The problem: Your job is to copy the lines from the material that include "post".

━━ Dataset extract ━━

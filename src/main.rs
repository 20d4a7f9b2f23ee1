use anyhow::{Context, Result};
use axum::{
    extract::{Path, State},
    http::{header::SET_COOKIE, StatusCode},
    middleware,
    response::{IntoResponse, Response},
    routing::{get, post},
    Extension, Json, Router,
};
use request_i18n::{
    config::Config,
    http::{i18n_middleware, language_cookie},
    i18n::{template_data, Args, LanguageTag, Translator, UnitOfWork},
    I18nError,
};
use serde_json::{json, Value};
use std::collections::HashMap;
use std::net::SocketAddr;
use std::sync::Arc;
use tower_http::trace::TraceLayer;
use tracing::{info, warn};

#[derive(Clone)]
struct AppState {
    translator: Arc<Translator>,
    cookie_name: String,
    url_prefix: bool,
}

struct AppError(I18nError);

impl From<I18nError> for AppError {
    fn from(err: I18nError) -> Self {
        AppError(err)
    }
}

impl IntoResponse for AppError {
    fn into_response(self) -> Response {
        let status = match self.0 {
            I18nError::InvalidLanguage { .. } | I18nError::MalformedCount { .. } => {
                StatusCode::BAD_REQUEST
            }
            _ => StatusCode::INTERNAL_SERVER_ERROR,
        };
        (status, Json(json!({ "error": self.0.to_string() }))).into_response()
    }
}

#[tokio::main]
async fn main() -> Result<()> {
    // Load .env file (ignored in production)
    let _ = dotenvy::dotenv();

    // Initialize logging
    tracing_subscriber::fmt()
        .with_env_filter(
            tracing_subscriber::EnvFilter::from_default_env()
                .add_directive("request_i18n=info".parse()?),
        )
        .init();

    info!("Starting request-i18n demo server");

    let config = Config::from_env()?;
    let translator = Arc::new(config.translator()?);

    let report = translator.validate();
    for warning in &report.warnings {
        warn!("{}", warning);
    }
    for error in &report.errors {
        warn!("{}", error);
    }
    info!("Available languages: {:?}", translator.available_languages());

    let state = AppState {
        translator,
        cookie_name: config.cookie_name.clone(),
        url_prefix: config.url_prefix,
    };

    let addr = SocketAddr::from(([0, 0, 0, 0], config.port));
    let listener = tokio::net::TcpListener::bind(addr)
        .await
        .with_context(|| format!("Failed to bind {}", addr))?;
    info!("Listening on {}", addr);

    axum::serve(listener, app(state)).await?;
    Ok(())
}

fn app(state: AppState) -> Router {
    let mut router = Router::new()
        .route("/", get(index))
        .route("/items/:count", get(items))
        .route("/languages", get(languages))
        .route("/language/:lang", post(change_language))
        .route("/metrics", get(metrics));

    if state.url_prefix {
        router = router
            .route("/:lang", get(index))
            .route("/:lang/items/:count", get(items));
    }

    router
        .route_layer(middleware::from_fn_with_state(
            Arc::clone(&state.translator),
            i18n_middleware,
        ))
        .layer(TraceLayer::new_for_http())
        .with_state(state)
}

async fn index(Extension(uow): Extension<UnitOfWork>) -> Result<Json<Value>, AppError> {
    let message = uow.translate("welcome", &Args::None)?;
    Ok(Json(json!({
        "message": message,
        "languages": uow.languages(),
    })))
}

async fn items(
    Extension(uow): Extension<UnitOfWork>,
    Path(params): Path<HashMap<String, String>>,
) -> Result<Json<Value>, AppError> {
    let count = params.get("count").cloned().unwrap_or_default();
    let message = uow.translate("items", &Args::count(count))?;
    Ok(Json(json!({ "message": message })))
}

async fn languages(
    State(state): State<AppState>,
    Extension(uow): Extension<UnitOfWork>,
) -> Json<Value> {
    Json(json!({
        "available": state.translator.available_languages(),
        "preferred": uow.languages(),
    }))
}

async fn change_language(
    State(state): State<AppState>,
    Extension(mut uow): Extension<UnitOfWork>,
    Path(lang): Path<String>,
) -> Result<Response, AppError> {
    let tag = LanguageTag::parse(&lang)?;
    state.translator.refresh(&mut uow, tag.as_str());

    let data = template_data(&json!({ "Language": tag.as_str() }))?;
    let message = uow.translate("language_changed", &Args::data(data))?;
    let cookie = language_cookie(&state.cookie_name, tag.as_str());

    Ok((
        [(SET_COOKIE, cookie)],
        Json(json!({
            "message": message,
            "languages": uow.languages(),
        })),
    )
        .into_response())
}

async fn metrics(State(state): State<AppState>) -> Json<Value> {
    Json(json!({
        "metrics": state.translator.metrics().report(),
        "validation": state.translator.validate(),
    }))
}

━━━

Completed task:
    routing::{get, post},
        .route("/language/:lang", post(change_language))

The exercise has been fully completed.